10/07/2005

Another Mr Nice Guy falls from grace

'A good boss, attentive and careful spender'; in other words, a Mr Nice Guy. That quote from Datuk Asrie Kadir, of his medium_p6100238.4.jpgex-boss Datuk Osu Sukam, the former Sabah Chief Minister who has fallen from grace for failing to pay a RM7 million gambling debt owed to a London casino, made it to the headlines on page 12 of today's Prime News of the New Sunday Times (picture) as if on cue. (See post below) It is one coincidence which I'm not happy at all because a lot of people who know Osu, know him to be a "really nice guy"! He is an "exemplary" Muslim: Soft spoken, demure, never quick to anger, patient, and, yes, attentive, and always willing to listen. He mixes well with people of all races and from all walks of life. He is able to accept other people's differences. Yet for all these good qualities, he is certainly a lousy politician because he's not given to bigotry. And he spent 11 years as a federal minister, as a "yes-Minister", under former Premier Tun Mahathir Mohamad. Of course, his detractors pointed out, only a "yes-man" could survive under Mahathir. Osu was said to be Mahathir's blue-eyed boy, and as the story goes, he was supposedly his first choice to become the Sabah Chief Minister in December 1994 shorty after Umno took control of Sabah. But while Osu was on the flight home to Kota Kinabalu, expecting to take up the chief ministership, the Sabah governor, the late Tun Mohd Said Keruak, expediently swore-in his son Salleh as the new chief minister on a two-year rotation. Meanwhile, Osu waited patiently for almost five years while the Malay, the Chinese and the Kadazan party leaders played musical chairs with the most important post in the Sabah government, before he became Sabah's 11th chief minister on 14 March 1999. To the Chinese, the number 14 is a bad omen.
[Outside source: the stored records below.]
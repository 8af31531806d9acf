// Friction module - surface conditions and their tyre-road friction coefficients
use std::collections::BTreeMap;

use lazy_static::lazy_static;
use serde::{Deserialize, Serialize};

use crate::config::constants::{
    DRY_FRICTION, DRY_SURFACE, ICY_FRICTION, ICY_SURFACE, WET_FRICTION, WET_SURFACE,
};
use crate::error::{GeoSafeError, Result};

lazy_static! {
    static ref DEFAULT_TABLE: FrictionTable = FrictionTable::built_in();
}

/// Coefficient for `name` from the built-in table, dry if unrecognised.
pub fn coefficient_for(name: &str) -> f64 {
    DEFAULT_TABLE.coefficient_for(name)
}

/// Surface-condition name to friction coefficient (mu) lookup.
///
/// Names are stored lowercased. The "dry" entry is mandatory since it is
/// the fallback for names the table does not know.
#[derive(Debug, Clone, PartialEq, Serialize, Deserialize)]
#[serde(try_from = "BTreeMap<String, f64>", into = "BTreeMap<String, f64>")]
pub struct FrictionTable {
    coefficients: BTreeMap<String, f64>,
    dry: f64,
}

impl FrictionTable {
    pub fn built_in() -> Self {
        let coefficients = BTreeMap::from([
            (DRY_SURFACE.to_string(), DRY_FRICTION),
            (WET_SURFACE.to_string(), WET_FRICTION),
            (ICY_SURFACE.to_string(), ICY_FRICTION),
        ]);
        Self {
            coefficients,
            dry: DRY_FRICTION,
        }
    }

    pub fn from_entries<I, S>(entries: I) -> Result<Self>
    where
        I: IntoIterator<Item = (S, f64)>,
        S: AsRef<str>,
    {
        let mut coefficients = BTreeMap::new();
        for (name, mu) in entries {
            let name = name.as_ref().trim().to_lowercase();
            if !(mu > 0.0 && mu <= 1.0) {
                return Err(GeoSafeError::InvalidFrictionTable(format!(
                    "coefficient for '{}' must be in (0, 1], got {}",
                    name, mu
                )));
            }
            coefficients.insert(name, mu);
        }

        if coefficients.is_empty() {
            return Err(GeoSafeError::InvalidFrictionTable("table is empty".to_string()));
        }
        let dry = *coefficients.get(DRY_SURFACE).ok_or_else(|| {
            GeoSafeError::InvalidFrictionTable(format!("missing '{}' entry", DRY_SURFACE))
        })?;

        Ok(Self { coefficients, dry })
    }

    pub fn coefficient_for(&self, name: &str) -> f64 {
        self.lookup(name).unwrap_or(self.dry)
    }

    /// Exact lookup without the dry fallback.
    pub fn lookup(&self, name: &str) -> Option<f64> {
        self.coefficients.get(&name.trim().to_lowercase()).copied()
    }

    pub fn surfaces(&self) -> impl Iterator<Item = (&str, f64)> {
        self.coefficients.iter().map(|(name, mu)| (name.as_str(), *mu))
    }
}

impl Default for FrictionTable {
    fn default() -> Self {
        DEFAULT_TABLE.clone()
    }
}

impl TryFrom<BTreeMap<String, f64>> for FrictionTable {
    type Error = GeoSafeError;

    fn try_from(map: BTreeMap<String, f64>) -> Result<Self> {
        FrictionTable::from_entries(map)
    }
}

impl From<FrictionTable> for BTreeMap<String, f64> {
    fn from(table: FrictionTable) -> Self {
        table.coefficients
    }
}

/// A named surface resolved against a table.
#[derive(Debug, Clone, PartialEq, Serialize)]
pub struct FrictionProfile {
    pub surface: String,
    pub mu: f64,
    /// False when the name was unknown and the dry coefficient was used
    pub recognised: bool,
}

impl FrictionProfile {
    pub fn resolve(table: &FrictionTable, surface: &str) -> Self {
        let (mu, recognised) = match table.lookup(surface) {
            Some(mu) => (mu, true),
            None => (table.coefficient_for(surface), false),
        };
        Self {
            surface: surface.trim().to_lowercase(),
            mu,
            recognised,
        }
    }
}
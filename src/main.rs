use std::path::PathBuf;

use anyhow::Result;
use clap::Parser;

/// Terminal weather dashboard: current conditions and a 5-day forecast.
#[derive(Parser, Debug)]
#[command(name = "skycast", version, about)]
struct Cli {
    /// Show this city on startup instead of detecting the location
    #[arg(long)]
    city: Option<String>,

    /// Path to the config file
    #[arg(long)]
    config: Option<PathBuf>,

    /// Start in the light theme
    #[arg(long)]
    light: bool,
}

fn main() -> Result<()> {
    let cli = Cli::parse();

    // Create application and initialize core
    let mut app = skycast_core::App::new(cli.config.as_deref())?;
    skycast_core::init(&app.config().config_dir)?;
    app.initialize()?;

    tracing::info!("SkyCast application started");

    if !app.config().weather.has_api_key() {
        eprintln!(
            "No OpenWeatherMap API key configured. Set {} or `weather.api_key` in the config file.",
            skycast_core::config::API_KEY_ENV
        );
    }

    let options = skycast_ui::RunOptions {
        initial_city: cli.city.filter(|c| !c.trim().is_empty()),
        light_theme: cli.light,
    };
    let result = skycast_ui::run(app.shared_config(), options);

    // Graceful shutdown
    app.shutdown()?;

    result
}
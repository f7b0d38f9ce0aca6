//! Weather pictograms loaded from PNG files and drawn as half-block pixels.
//!
//! Every terminal cell shows two vertical pixels: `▀` with the upper pixel as
//! foreground and the lower one as background. Transparent pixels take the
//! color of whatever the icon is drawn on.

use std::collections::HashMap;
use std::path::{Path, PathBuf};

use image::imageops::FilterType;
use ratatui::style::Style;
use ratatui::text::{Line, Span};
use skycast_core::AppError;
use skycast_weather::IconKind;

use crate::theme::Rgb;

/// Pixel size of the conditions icon (16 columns × 8 rows)
pub const LARGE_ICON_PX: u32 = 16;
/// Pixel size of a forecast card icon (8 columns × 4 rows)
pub const SMALL_ICON_PX: u32 = 8;

const UPPER_HALF_BLOCK: &str = "▀";
const ALPHA_THRESHOLD: u8 = 128;

#[derive(Debug)]
pub struct IconError {
    pub path: PathBuf,
    pub reason: String,
}

impl std::fmt::Display for IconError {
    fn fmt(&self, f: &mut std::fmt::Formatter<'_>) -> std::fmt::Result {
        write!(f, "{}: {}", self.path.display(), self.reason)
    }
}

impl std::error::Error for IconError {}

/// Decoded icon; `None` marks a transparent pixel.
#[derive(Debug, Clone, PartialEq)]
pub struct Pixmap {
    width: u32,
    height: u32,
    pixels: Vec<Option<Rgb>>,
}

impl Pixmap {
    pub fn from_rgba(image: &image::RgbaImage) -> Self {
        let pixels = image
            .pixels()
            .map(|p| {
                let [r, g, b, a] = p.0;
                (a >= ALPHA_THRESHOLD).then_some(Rgb::new(r, g, b))
            })
            .collect();

        Self {
            width: image.width(),
            height: image.height(),
            pixels,
        }
    }

    pub fn width(&self) -> u32 {
        self.width
    }

    /// Terminal rows needed to draw the pixmap
    pub fn rows(&self) -> u32 {
        self.height.div_ceil(2)
    }

    fn pixel(&self, x: u32, y: u32) -> Option<Rgb> {
        if x >= self.width || y >= self.height {
            return None;
        }
        self.pixels
            .get((y * self.width + x) as usize)
            .copied()
            .flatten()
    }

    /// One line per two pixel rows, transparent pixels painted `background`.
    pub fn to_lines(&self, background: Rgb) -> Vec<Line<'static>> {
        (0..self.rows())
            .map(|row| {
                let spans: Vec<Span<'static>> = (0..self.width)
                    .map(|x| {
                        let top = self.pixel(x, row * 2).unwrap_or(background);
                        let bottom = self.pixel(x, row * 2 + 1).unwrap_or(background);
                        Span::styled(
                            UPPER_HALF_BLOCK,
                            Style::default().fg(top.into()).bg(bottom.into()),
                        )
                    })
                    .collect();
                Line::from(spans)
            })
            .collect()
    }
}

/// Large and small variant of every pictogram that could be loaded.
#[derive(Debug, Clone, Default)]
pub struct IconSet {
    large: HashMap<IconKind, Pixmap>,
    small: HashMap<IconKind, Pixmap>,
}

impl IconSet {
    /// Load `<dir>/<kind>.png` for every kind. Missing or broken files are
    /// logged and left out.
    pub fn load(dir: &Path) -> Self {
        let mut set = Self::default();

        for kind in IconKind::ALL {
            let path = dir.join(format!("{}.png", kind.file_stem()));
            match load_image(&path) {
                Ok(image) => {
                    set.large.insert(kind, scaled(&image, LARGE_ICON_PX));
                    set.small.insert(kind, scaled(&image, SMALL_ICON_PX));
                }
                Err(e) => {
                    let err = AppError::from(e);
                    tracing::warn!("{} ({})", err, err.user_message());
                }
            }
        }

        tracing::info!(
            "Loaded {}/{} weather icons from {}",
            set.large.len(),
            IconKind::ALL.len(),
            dir.display()
        );
        set
    }

    pub fn large(&self, kind: IconKind) -> Option<&Pixmap> {
        self.large.get(&kind)
    }

    pub fn small(&self, kind: IconKind) -> Option<&Pixmap> {
        self.small.get(&kind)
    }
}

fn load_image(path: &Path) -> Result<image::DynamicImage, IconError> {
    image::open(path).map_err(|e| IconError {
        path: path.to_path_buf(),
        reason: e.to_string(),
    })
}

fn scaled(image: &image::DynamicImage, size: u32) -> Pixmap {
    Pixmap::from_rgba(&image.resize_exact(size, size, FilterType::Triangle).to_rgba8())
}

#[cfg(test)]
mod tests {
    use super::*;
    use image::{Rgba, RgbaImage};
    use ratatui::style::Color;

    fn solid(width: u32, height: u32, color: [u8; 4]) -> RgbaImage {
        RgbaImage::from_pixel(width, height, Rgba(color))
    }

    #[test]
    fn test_load_present_and_missing_icons() {
        let dir = tempfile::tempdir().unwrap();
        solid(32, 32, [0x53, 0x71, 0x88, 255])
            .save(dir.path().join("rain.png"))
            .unwrap();

        let icons = IconSet::load(dir.path());

        let large = icons.large(IconKind::Rain).unwrap();
        assert_eq!(large.width(), LARGE_ICON_PX);
        assert_eq!(large.rows(), LARGE_ICON_PX / 2);
        assert_eq!(icons.small(IconKind::Rain).unwrap().width(), SMALL_ICON_PX);

        assert!(icons.large(IconKind::Snow).is_none());
        assert!(icons.small(IconKind::Unknown).is_none());
    }

    #[test]
    fn test_missing_directory_gives_empty_set() {
        let icons = IconSet::load(Path::new("/definitely/not/icons"));
        assert!(IconKind::ALL.iter().all(|k| icons.large(*k).is_none()));
    }

    #[test]
    fn test_half_block_lines() {
        let mut image = solid(2, 2, [255, 0, 0, 255]);
        image.put_pixel(1, 1, Rgba([0, 0, 0, 0]));
        let pixmap = Pixmap::from_rgba(&image);
        let background = Rgb::new(1, 2, 3);

        let lines = pixmap.to_lines(background);
        assert_eq!(lines.len(), 1);
        assert_eq!(lines[0].spans.len(), 2);

        let right = lines[0].spans[1].style;
        assert_eq!(right.fg, Some(Color::Rgb(255, 0, 0)));
        assert_eq!(right.bg, Some(Color::Rgb(1, 2, 3)));
    }

    #[test]
    fn test_odd_height_pads_with_background() {
        let pixmap = Pixmap::from_rgba(&solid(1, 3, [9, 9, 9, 255]));
        let lines = pixmap.to_lines(Rgb::new(0, 0, 0));
        assert_eq!(lines.len(), 2);
        assert_eq!(lines[1].spans[0].style.bg, Some(Color::Rgb(0, 0, 0)));
    }
}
Ever wonder why there isn't a 14th floor in most hotels in Malaysia and Hong Kong? Fourteen is a homophone of another Chinese word in the Cantonese dialect that means "tetap mati" in Malay or "condemned to death" in English or "sure die one" in Malaysian weblog English (Manglish). (Please give me time, and I'm sure I'll sound like suanie or minishorts in time to come. I'm a green-horn at blogging. I realise that it isn't easy to speak or write Manglish which I now accept as a legitimate language!)